Take the lines below between the one holding "fn transfer(owner: &PublicKey)" and the one holding "assert_eq!(script[0], PUSHB);", inclusive, and copy them exactly. Add nothing.

__Dataset entries__

--------

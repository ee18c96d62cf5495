//! Signing asset inputs through a key store
//!
//! Each spent input gets a standard P2PKH witness: the lock script itself
//! and an unlock script carrying the signature, the encoded tag and the
//! signer's public key. Inputs sign as P2PKH, burns as P2PKH-with-burn.

use tracing::debug;

use crate::asset::AssetTransferInput;
use crate::keystore::KeyStore;
use crate::script::StandardScript;
use crate::signing::{pick_slot, HashWithoutScript, InputTarget, SignatureTag, SigningError};
use crate::transaction::{ComposeAsset, DecomposeAsset, TransferAsset, UnwrapCcc};

/// Asset actions with spending slots that take witnesses
pub trait SpendsAssets: HashWithoutScript + Sized {
    fn spent_input(&self, target: InputTarget) -> Result<&AssetTransferInput, SigningError>;

    fn attach_witness(
        self,
        target: InputTarget,
        lock_script: Vec<u8>,
        unlock_script: Vec<u8>,
    ) -> Result<Self, SigningError>;
}

impl SpendsAssets for TransferAsset {
    fn spent_input(&self, target: InputTarget) -> Result<&AssetTransferInput, SigningError> {
        match target {
            InputTarget::Input(index) => pick_slot(&self.inputs, index, "input"),
            InputTarget::Burn(index) => pick_slot(&self.burns, index, "burn"),
        }
    }

    fn attach_witness(self, target: InputTarget, lock_script: Vec<u8>, unlock_script: Vec<u8>) -> Result<Self, SigningError> {
        self.with_witness(target, lock_script, unlock_script)
    }
}

impl SpendsAssets for ComposeAsset {
    fn spent_input(&self, target: InputTarget) -> Result<&AssetTransferInput, SigningError> {
        match target {
            InputTarget::Input(index) => pick_slot(&self.inputs, index, "input"),
            InputTarget::Burn(_) => Err(SigningError::UnsupportedTarget("burn")),
        }
    }

    fn attach_witness(self, target: InputTarget, lock_script: Vec<u8>, unlock_script: Vec<u8>) -> Result<Self, SigningError> {
        self.with_witness(target, lock_script, unlock_script)
    }
}

impl SpendsAssets for DecomposeAsset {
    fn spent_input(&self, target: InputTarget) -> Result<&AssetTransferInput, SigningError> {
        match target {
            InputTarget::Input(index) => pick_slot(std::slice::from_ref(&self.input), index, "input"),
            InputTarget::Burn(_) => Err(SigningError::UnsupportedTarget("burn")),
        }
    }

    fn attach_witness(self, target: InputTarget, lock_script: Vec<u8>, unlock_script: Vec<u8>) -> Result<Self, SigningError> {
        self.with_witness(target, lock_script, unlock_script)
    }
}

impl SpendsAssets for UnwrapCcc {
    fn spent_input(&self, target: InputTarget) -> Result<&AssetTransferInput, SigningError> {
        match target {
            InputTarget::Burn(index) => pick_slot(std::slice::from_ref(&self.burn), index, "burn"),
            InputTarget::Input(_) => Err(SigningError::UnsupportedTarget("input")),
        }
    }

    fn attach_witness(self, target: InputTarget, lock_script: Vec<u8>, unlock_script: Vec<u8>) -> Result<Self, SigningError> {
        self.with_witness(target, lock_script, unlock_script)
    }
}

/// Sign one input or burn of `action` and return it with the witness attached
pub async fn sign_input<T: SpendsAssets>(
    action: T,
    target: InputTarget,
    tag: &SignatureTag,
    key_store: &dyn KeyStore,
    key_id: &str,
    passphrase: Option<&str>,
) -> Result<T, SigningError> {
    let public = key_store
        .get_public_key(key_id)
        .await?
        .ok_or_else(|| SigningError::UnknownKey(key_id.to_string()))?;

    let script = match target {
        InputTarget::Input(_) => StandardScript::P2pkh,
        InputTarget::Burn(_) => StandardScript::P2pkhBurn,
    };
    let spent = action.spent_input(target)?;
    if let Some(hash) = spent.prev_out.lock_script_hash {
        if hash != script.lock_script_hash() {
            return Err(SigningError::NonStandardLockScript(hash.to_string()));
        }
    }

    let message = action.hash_without_script(tag, Some(target))?;
    let signature = key_store.sign(key_id, &message, passphrase).await?;
    let unlock_script = script.unlock_script(&public, &signature, &tag.encode()?);
    debug!(?target, %message, key_id, "signed asset input");
    action.attach_witness(target, script.lock_script().to_vec(), unlock_script)
}

/// Sign several slots with the same key and tag
pub async fn sign_inputs<T: SpendsAssets>(
    mut action: T,
    targets: &[InputTarget],
    tag: &SignatureTag,
    key_store: &dyn KeyStore,
    key_id: &str,
    passphrase: Option<&str>,
) -> Result<T, SigningError> {
    for target in targets {
        action = sign_input(action, *target, tag, key_store, key_id, passphrase).await?;
    }
    Ok(action)
}

#[cfg(test)]
mod tests {
    use super::*;
    use crate::address::PlatformAddress;
    use crate::asset::{AssetMintOutput, AssetOutPoint, AssetTransferOutput};
    use crate::crypto::{EcdsaSignature, PublicKey};
    use crate::keystore::MemoryKeyStore;
    use crate::primitives::{NetworkId, H160, H256, H512, U64};
    use crate::script::opcode::PUSHB;
    use crate::signing::{InputTag, OutputTag};

    fn owned_input(owner: &PublicKey, script: StandardScript, n: u8) -> AssetTransferInput {
        let prev_out = AssetOutPoint::new(H256([n; 32]), 0, H256([0xaa; 32]), 0, U64::new(10))
            .with_owner(script.lock_script_hash(), vec![owner.account_id().0.to_vec()]);
        AssetTransferInput::new(prev_out, None)
    }

    fn transfer(owner: &PublicKey) -> TransferAsset {
        let output = AssetTransferOutput {
            lock_script_hash: H160([1; 20]),
            parameters: vec![],
            asset_type: H256([0xaa; 32]),
            shard_id: 0,
            quantity: U64::new(20),
        };
        let mut tx = TransferAsset::new(
            NetworkId::TESTNET,
            vec![owned_input(owner, StandardScript::P2pkh, 1), owned_input(owner, StandardScript::P2pkh, 2)],
            vec![output],
        );
        tx.burns = vec![owned_input(owner, StandardScript::P2pkhBurn, 3)];
        tx
    }

    /// Split `PUSHB 65 sig PUSHB n tag PUSHB 64 pubkey`
    fn parse_unlock(script: &[u8]) -> (EcdsaSignature, Vec<u8>, PublicKey) {
        assert_eq!(script[0], PUSHB);
        let signature = EcdsaSignature::from_bytes(&script[2..67]).unwrap();
        let tag_len = script[68] as usize;
        let tag = script[69..69 + tag_len].to_vec();
        let key = H512::from_slice(&script[69 + tag_len + 2..]).unwrap();
        (signature, tag, PublicKey::from_h512(key).unwrap())
    }

    async fn store_with_key() -> (MemoryKeyStore, String, PublicKey) {
        let store = MemoryKeyStore::new();
        let key_id = store.create_key(None).await.unwrap();
        let public = store.get_public_key(&key_id).await.unwrap().unwrap();
        (store, key_id, public)
    }

    #[tokio::test]
    async fn test_sign_all_slots() {
        let (store, key_id, public) = store_with_key().await;
        let tag = SignatureTag::all();
        let targets = [InputTarget::Input(0), InputTarget::Burn(0), InputTarget::Input(1)];
        let signed = sign_inputs(transfer(&public), &targets, &tag, &store, &key_id, None)
            .await
            .unwrap();

        let message = signed.hash_without_script(&tag, None).unwrap();
        for input in &signed.inputs {
            assert_eq!(input.lock_script(), StandardScript::P2pkh.lock_script());
            let (signature, encoded_tag, key) = parse_unlock(input.unlock_script());
            assert_eq!(encoded_tag, vec![0b11]);
            assert_eq!(key, public);
            assert!(public.verify(&message, &signature));
        }
        assert_eq!(signed.burns[0].lock_script(), StandardScript::P2pkhBurn.lock_script());
    }

    #[tokio::test]
    async fn test_single_input_signature_is_per_input() {
        let (store, key_id, public) = store_with_key().await;
        let tag = SignatureTag::new(InputTag::Single, OutputTag::Indices(vec![0]));
        let signed = sign_input(transfer(&public), InputTarget::Input(1), &tag, &store, &key_id, None)
            .await
            .unwrap();

        assert!(!signed.inputs[0].has_witness());
        let (signature, encoded_tag, _) = parse_unlock(signed.inputs[1].unlock_script());
        assert_eq!(encoded_tag, tag.encode().unwrap());
        let message = signed
            .hash_without_script(&tag, Some(InputTarget::Input(1)))
            .unwrap();
        assert!(public.verify(&message, &signature));
    }

    #[tokio::test]
    async fn test_single_burn_signature() {
        let (store, key_id, public) = store_with_key().await;
        let tag = SignatureTag::new(InputTag::Single, OutputTag::All);
        let signed = sign_input(transfer(&public), InputTarget::Burn(0), &tag, &store, &key_id, None)
            .await
            .unwrap();

        assert!(signed.inputs.iter().all(|input| !input.has_witness()));
        let (signature, _, _) = parse_unlock(signed.burns[0].unlock_script());
        let burn_message = signed
            .hash_without_script(&tag, Some(InputTarget::Burn(0)))
            .unwrap();
        assert!(public.verify(&burn_message, &signature));
        let input_message = signed
            .hash_without_script(&tag, Some(InputTarget::Input(0)))
            .unwrap();
        assert!(!public.verify(&input_message, &signature));
    }

    #[tokio::test]
    async fn test_order_independent() {
        let (store, key_id, public) = store_with_key().await;
        let tag = SignatureTag::all();
        let forward = sign_inputs(
            transfer(&public),
            &[InputTarget::Input(0), InputTarget::Input(1)],
            &tag,
            &store,
            &key_id,
            None,
        )
        .await
        .unwrap();
        let backward = sign_inputs(
            transfer(&public),
            &[InputTarget::Input(1), InputTarget::Input(0)],
            &tag,
            &store,
            &key_id,
            None,
        )
        .await
        .unwrap();
        assert_eq!(
            forward.hash_without_script(&tag, None).unwrap(),
            backward.hash_without_script(&tag, None).unwrap()
        );
    }

    #[tokio::test]
    async fn test_double_sign_rejected() {
        let (store, key_id, public) = store_with_key().await;
        let tag = SignatureTag::all();
        let once = sign_input(transfer(&public), InputTarget::Input(0), &tag, &store, &key_id, None)
            .await
            .unwrap();
        assert_eq!(
            sign_input(once, InputTarget::Input(0), &tag, &store, &key_id, None).await,
            Err(SigningError::WitnessAlreadyAttached)
        );
    }

    #[tokio::test]
    async fn test_rejections() {
        let (store, key_id, public) = store_with_key().await;
        let tag = SignatureTag::all();

        assert_eq!(
            sign_input(transfer(&public), InputTarget::Input(0), &tag, &store, "missing", None).await,
            Err(SigningError::UnknownKey("missing".to_string()))
        );

        let mut foreign = transfer(&public);
        foreign.inputs[0].prev_out.lock_script_hash = Some(H160([0xee; 20]));
        assert!(matches!(
            sign_input(foreign, InputTarget::Input(0), &tag, &store, &key_id, None).await,
            Err(SigningError::NonStandardLockScript(_))
        ));

        assert_eq!(
            sign_input(transfer(&public), InputTarget::Burn(4), &tag, &store, &key_id, None).await,
            Err(SigningError::TargetOutOfRange { kind: "burn", index: 4, len: 1 })
        );
    }

    #[tokio::test]
    async fn test_compose_decompose_unwrap() {
        let (store, key_id, public) = store_with_key().await;
        let tag = SignatureTag::all();

        let compose = ComposeAsset::new(
            NetworkId::TESTNET,
            0,
            String::new(),
            vec![owned_input(&public, StandardScript::P2pkh, 1)],
            AssetMintOutput::zero(),
        );
        let compose = sign_input(compose, InputTarget::Input(0), &tag, &store, &key_id, None)
            .await
            .unwrap();
        assert!(compose.inputs[0].has_witness());

        let decompose = DecomposeAsset::new(
            NetworkId::TESTNET,
            owned_input(&public, StandardScript::P2pkh, 2),
            vec![],
        );
        let decompose = sign_input(decompose, InputTarget::Input(0), &tag, &store, &key_id, None)
            .await
            .unwrap();
        assert!(decompose.input.has_witness());

        let unwrap = UnwrapCcc::new(
            NetworkId::TESTNET,
            owned_input(&public, StandardScript::P2pkhBurn, 3),
            PlatformAddress::from_public(NetworkId::TESTNET, &public),
        );
        let unwrap = sign_input(unwrap, InputTarget::Burn(0), &tag, &store, &key_id, None)
            .await
            .unwrap();
        assert_eq!(unwrap.burn.lock_script(), StandardScript::P2pkhBurn.lock_script());
    }
}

--------

__Solution to this exercise__
    fn transfer(owner: &PublicKey) -> TransferAsset {
        let output = AssetTransferOutput {
            lock_script_hash: H160([1; 20]),
            parameters: vec![],
            asset_type: H256([0xaa; 32]),
            shard_id: 0,
            quantity: U64::new(20),
        };
        let mut tx = TransferAsset::new(
            NetworkId::TESTNET,
            vec![owned_input(owner, StandardScript::P2pkh, 1), owned_input(owner, StandardScript::P2pkh, 2)],
            vec![output],
        );
        tx.burns = vec![owned_input(owner, StandardScript::P2pkhBurn, 3)];
        tx
    }

    /// Split `PUSHB 65 sig PUSHB n tag PUSHB 64 pubkey`
    fn parse_unlock(script: &[u8]) -> (EcdsaSignature, Vec<u8>, PublicKey) {
        assert_eq!(script[0], PUSHB);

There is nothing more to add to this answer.